She crumpled the note, tossing it toward the trash. It bounced off the rim and slid to the floor like a whiffed game-winning three-pointer.
Great. Even her garbage rejected it. Rude.
Footsteps sounded behind her. She jerked so hard she nearly toppled out of her chair.
Kayne filled the office doorway, expression already darkening. “Chloe, I could feel your pulse spike from fifty yards away. What happened?”
Seriously? How did he know that?
“Nothing,” she said far too quickly. “Just paper on the floor. Gravity. Very dramatic situation.”
He didn’t smile. Not even a ghost of one. This, in Kayne-speak, translated to: We are now officially concerned.

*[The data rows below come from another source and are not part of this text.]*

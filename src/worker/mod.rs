//! Backend worker process management.
//!
//! The worker's stdout is read in chunks and reassembled into lines; its stdin is fed by
//! a single writer task through a bounded queue. Whether a command may wait for room in
//! that queue is decided by [`WritePolicy`].

use crate::model::{Delivery, DropReason, WorkerSpec, WritePolicy};
use crate::protocol::{LineBuffer, EXIT};
use anyhow::{Context, Result};
use std::process::Stdio;
use std::time::Duration;
use tokio::io::{AsyncRead, AsyncReadExt, AsyncWrite, AsyncWriteExt};
use tokio::process::Command;
use tokio::sync::mpsc::{self, error::TrySendError, UnboundedReceiver, UnboundedSender};
use tokio::sync::oneshot;
use tokio::task::JoinHandle;
use tracing::{debug, info, warn};

const READ_CHUNK: usize = 8 * 1024;
/// Longest a `Wait` command may wait for queue space before it is dropped as busy.
const WAIT_LIMIT: Duration = Duration::from_secs(2);
/// Budget for queueing `EXIT` and flushing the input on shutdown.
const DRAIN_DEADLINE: Duration = Duration::from_millis(500);

/// Events observed on the worker side, in arrival order.
#[derive(Debug, Clone, PartialEq, Eq)]
pub enum WorkerEvent {
    /// One complete output line, without its terminator.
    Line(String),
    /// The output stream reached EOF.
    Closed,
    /// The process exited; `None` when killed by a signal.
    Exited(Option<i32>),
}

/// Handle to a running worker: its input queue and, for spawned processes, a kill switch.
pub struct WorkerHandle {
    cmd_tx: Option<mpsc::Sender<String>>,
    policy: WritePolicy,
    writer: Option<JoinHandle<()>>,
    kill_tx: Option<oneshot::Sender<()>>,
    exit_watch: Option<JoinHandle<()>>,
}

impl WorkerHandle {
    /// Launch the worker process with piped stdin/stdout.
    pub fn spawn(
        spec: &WorkerSpec,
        policy: WritePolicy,
        queue: usize,
    ) -> Result<(WorkerHandle, UnboundedReceiver<WorkerEvent>)> {
        let mut child = Command::new(&spec.program)
            .args(&spec.args)
            .stdin(Stdio::piped())
            .stdout(Stdio::piped())
            .stderr(Stdio::inherit())
            .kill_on_drop(true)
            .spawn()
            .with_context(|| format!("spawn worker {}", spec.program.display()))?;
        info!(program = %spec.program.display(), pid = ?child.id(), "worker spawned");

        let stdin = child.stdin.take().context("worker stdin not piped")?;
        let stdout = child.stdout.take().context("worker stdout not piped")?;
        let (mut handle, event_rx, event_tx) = Self::wire(stdout, stdin, policy, queue);

        let (kill_tx, kill_rx) = oneshot::channel::<()>();
        handle.kill_tx = Some(kill_tx);
        handle.exit_watch = Some(tokio::spawn(async move {
            let exited = tokio::select! {
                status = child.wait() => Some(status),
                _ = kill_rx => None,
            };
            let status = match exited {
                Some(status) => status,
                None => {
                    if let Err(e) = child.start_kill() {
                        debug!("kill worker: {e}");
                    }
                    child.wait().await
                }
            };
            let code = match status {
                Ok(s) => s.code(),
                Err(e) => {
                    warn!("wait for worker: {e}");
                    None
                }
            };
            let _ = event_tx.send(WorkerEvent::Exited(code));
        }));

        Ok((handle, event_rx))
    }

    /// Drive a worker over arbitrary async streams. Nothing is killed on shutdown.
    pub fn attach<R, W>(
        output: R,
        input: W,
        policy: WritePolicy,
        queue: usize,
    ) -> (WorkerHandle, UnboundedReceiver<WorkerEvent>)
    where
        R: AsyncRead + Unpin + Send + 'static,
        W: AsyncWrite + Unpin + Send + 'static,
    {
        let (handle, event_rx, _) = Self::wire(output, input, policy, queue);
        (handle, event_rx)
    }

    fn wire<R, W>(
        output: R,
        input: W,
        policy: WritePolicy,
        queue: usize,
    ) -> (
        WorkerHandle,
        UnboundedReceiver<WorkerEvent>,
        UnboundedSender<WorkerEvent>,
    )
    where
        R: AsyncRead + Unpin + Send + 'static,
        W: AsyncWrite + Unpin + Send + 'static,
    {
        let (event_tx, event_rx) = mpsc::unbounded_channel();
        let (cmd_tx, cmd_rx) = mpsc::channel::<String>(queue.max(1));

        tokio::spawn(read_output(output, event_tx.clone()));
        let writer = tokio::spawn(write_input(input, cmd_rx));

        let handle = WorkerHandle {
            cmd_tx: Some(cmd_tx),
            policy,
            writer: Some(writer),
            kill_tx: None,
            exit_watch: None,
        };
        (handle, event_rx, event_tx)
    }

    /// Queue one command for the worker's input, subject to the write policy.
    pub async fn send(&self, command: &str) -> Delivery {
        let Some(tx) = self.cmd_tx.as_ref() else {
            return Delivery::Dropped(DropReason::Unwritable);
        };
        let line = command.to_string();
        let result = match self.policy {
            WritePolicy::DropNewest => tx.try_send(line).map_err(|e| match e {
                TrySendError::Full(_) => DropReason::Busy,
                TrySendError::Closed(_) => DropReason::Unwritable,
            }),
            WritePolicy::Wait => match tokio::time::timeout(WAIT_LIMIT, tx.send(line)).await {
                Ok(sent) => sent.map_err(|_| DropReason::Unwritable),
                Err(_) => Err(DropReason::Busy),
            },
        };
        match result {
            Ok(()) => Delivery::Queued,
            Err(reason) => {
                warn!(command, ?reason, "worker input not writable, command dropped");
                Delivery::Dropped(reason)
            }
        }
    }

    /// Send `EXIT` and terminate the process.
    ///
    /// Queueing `EXIT` and draining the writer share one short deadline. A worker that
    /// stopped reading its input is killed once the deadline passes.
    pub async fn shutdown(mut self) {
        let tx = self.cmd_tx.take();
        let mut writer = self.writer.take();
        let drained = tokio::time::timeout(DRAIN_DEADLINE, async {
            if let Some(tx) = tx {
                if tx.send(EXIT.to_string()).await.is_err() {
                    debug!("worker input closed, exit command not delivered");
                }
            }
            if let Some(writer) = writer.as_mut() {
                let _ = writer.await;
            }
        })
        .await;
        if drained.is_err() {
            warn!("worker input did not drain, terminating");
            if let Some(writer) = writer {
                writer.abort();
            }
        }
        if let Some(kill) = self.kill_tx.take() {
            let _ = kill.send(());
        }
        if let Some(watch) = self.exit_watch.take() {
            let _ = watch.await;
        }
    }
}

async fn read_output<R: AsyncRead + Unpin>(mut output: R, event_tx: UnboundedSender<WorkerEvent>) {
    let mut buf = LineBuffer::new();
    let mut chunk = vec![0u8; READ_CHUNK];
    loop {
        let n = match output.read(&mut chunk).await {
            Ok(0) => break,
            Ok(n) => n,
            Err(e) => {
                warn!("worker output read failed: {e}");
                break;
            }
        };
        for line in buf.feed(&chunk[..n]) {
            let line = match line {
                Ok(line) => line,
                Err(e) => {
                    warn!("dropping worker line: {e}");
                    continue;
                }
            };
            if event_tx.send(WorkerEvent::Line(line)).is_err() {
                return;
            }
        }
    }
    if let Some(partial) = buf.take_partial() {
        warn!(%partial, "worker output ended mid-line, discarding");
    }
    let _ = event_tx.send(WorkerEvent::Closed);
}

async fn write_input<W: AsyncWrite + Unpin>(mut input: W, mut cmd_rx: mpsc::Receiver<String>) {
    while let Some(cmd) = cmd_rx.recv().await {
        let line = format!("{cmd}\n");
        let res = async {
            input.write_all(line.as_bytes()).await?;
            input.flush().await
        }
        .await;
        if let Err(e) = res {
            warn!(command = %cmd, "worker input closed: {e}");
            // Dropping the receiver makes later sends report the input as unwritable.
            return;
        }
        debug!(command = %cmd, "sent to worker");
    }
    let _ = input.shutdown().await;
}

#[cfg(test)]
mod tests {
    use super::*;
    use tokio::io::{duplex, AsyncBufReadExt, BufReader};
    use tokio::time::timeout;

    #[tokio::test]
    async fn test_lines_arrive_in_order_then_closed() {
        let (mut worker_out, host_in) = duplex(64);
        let (_worker_in, host_out) = duplex(64);
        let (_handle, mut events) =
            WorkerHandle::attach(host_in, host_out, WritePolicy::DropNewest, 4);

        worker_out.write_all(b"{\"a\":1}\n{\"b\"").await.unwrap();
        worker_out.write_all(b":2}\ntail").await.unwrap();
        drop(worker_out);

        assert_eq!(events.recv().await, Some(WorkerEvent::Line("{\"a\":1}".into())));
        assert_eq!(events.recv().await, Some(WorkerEvent::Line("{\"b\":2}".into())));
        assert_eq!(events.recv().await, Some(WorkerEvent::Closed));
    }

    #[tokio::test]
    async fn test_commands_are_newline_terminated() {
        let (_worker_out, host_in) = duplex(64);
        let (worker_in, host_out) = duplex(64);
        let (handle, _events) = WorkerHandle::attach(host_in, host_out, WritePolicy::Wait, 4);

        assert_eq!(handle.send("GET_CHARACTERS").await, Delivery::Queued);
        handle.shutdown().await;

        let mut lines = BufReader::new(worker_in).lines();
        assert_eq!(lines.next_line().await.unwrap().as_deref(), Some("GET_CHARACTERS"));
        assert_eq!(lines.next_line().await.unwrap().as_deref(), Some("EXIT"));
        assert_eq!(lines.next_line().await.unwrap(), None);
    }

    #[tokio::test]
    async fn test_drop_newest_when_input_closed() {
        let (_worker_out, host_in) = duplex(64);
        let (worker_in, host_out) = duplex(64);
        drop(worker_in);
        let (handle, _events) =
            WorkerHandle::attach(host_in, host_out, WritePolicy::DropNewest, 4);

        // The first write fails and takes the writer down with it.
        handle.send("first").await;
        let mut delivery = Delivery::Queued;
        for _ in 0..100 {
            delivery = handle.send("later").await;
            if delivery == Delivery::Dropped(DropReason::Unwritable) {
                break;
            }
            tokio::task::yield_now().await;
        }
        assert_eq!(delivery, Delivery::Dropped(DropReason::Unwritable));
    }

    #[tokio::test]
    async fn test_drop_newest_when_queue_full() {
        let (_worker_out, host_in) = duplex(64);
        // A tiny pipe nobody reads: the writer blocks on the first command.
        let (_worker_in, host_out) = duplex(1);
        let (handle, _events) =
            WorkerHandle::attach(host_in, host_out, WritePolicy::DropNewest, 1);

        let mut saw_busy = false;
        for i in 0..100 {
            if handle.send(&format!("cmd-{i}")).await == Delivery::Dropped(DropReason::Busy) {
                saw_busy = true;
                break;
            }
            tokio::task::yield_now().await;
        }
        assert!(saw_busy);
    }

    #[tokio::test]
    async fn test_invalid_utf8_line_is_dropped() {
        let (mut worker_out, host_in) = duplex(64);
        let (_worker_in, host_out) = duplex(64);
        let (_handle, mut events) =
            WorkerHandle::attach(host_in, host_out, WritePolicy::DropNewest, 4);

        worker_out.write_all(b"{\"n\":\"\xff\"}\n{\"n\":1}\n").await.unwrap();
        drop(worker_out);

        assert_eq!(events.recv().await, Some(WorkerEvent::Line("{\"n\":1}".into())));
        assert_eq!(events.recv().await, Some(WorkerEvent::Closed));
    }

    #[tokio::test]
    async fn test_wait_gives_up_on_stalled_input() {
        let (_worker_out, host_in) = duplex(64);
        let (_worker_in, host_out) = duplex(1);
        let (handle, _events) = WorkerHandle::attach(host_in, host_out, WritePolicy::Wait, 1);

        let mut last = Delivery::Queued;
        for i in 0..3 {
            last = handle.send(&format!("cmd-{i}")).await;
            tokio::task::yield_now().await;
        }
        assert_eq!(last, Delivery::Dropped(DropReason::Busy));
        assert!(timeout(Duration::from_secs(5), handle.shutdown()).await.is_ok());
    }

    #[cfg(unix)]
    #[tokio::test]
    async fn test_shutdown_kills_worker_that_stopped_reading() {
        let spec = WorkerSpec {
            program: "sleep".into(),
            args: vec!["30".into()],
        };
        let (handle, mut events) = WorkerHandle::spawn(&spec, WritePolicy::DropNewest, 4).unwrap();

        // Far more than a pipe holds, so the writer blocks and the queue fills.
        let big = "x".repeat(200 * 1024);
        for _ in 0..6 {
            handle.send(&big).await;
            tokio::task::yield_now().await;
        }

        assert!(timeout(Duration::from_secs(5), handle.shutdown()).await.is_ok());
        loop {
            match events.recv().await {
                Some(WorkerEvent::Exited(code)) => {
                    assert_eq!(code, None);
                    break;
                }
                Some(_) => {}
                None => panic!("no exit event"),
            }
        }
    }
}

His gaze swept the room the way a wolf checks the tree line for threats. When his eyes landed on the crumpled yellow ball near the trash, something in his cheek flexed. “What’s that?”
“Kayne, it’s literally just—” She dove for it, but apparently Navy SEAL reflexes beat fitness influencer reflexes every time.
She winced as he smoothed it open.
When he lifted his eyes, his green irises had gone all controlled storm and absolutely not messing around. “Where did you get this?”
“My keyboard.” She forced a breezy shrug, even though her stomach was slowly folding itself into a pretzel. “Probably a prank. Or Danica being Danica.”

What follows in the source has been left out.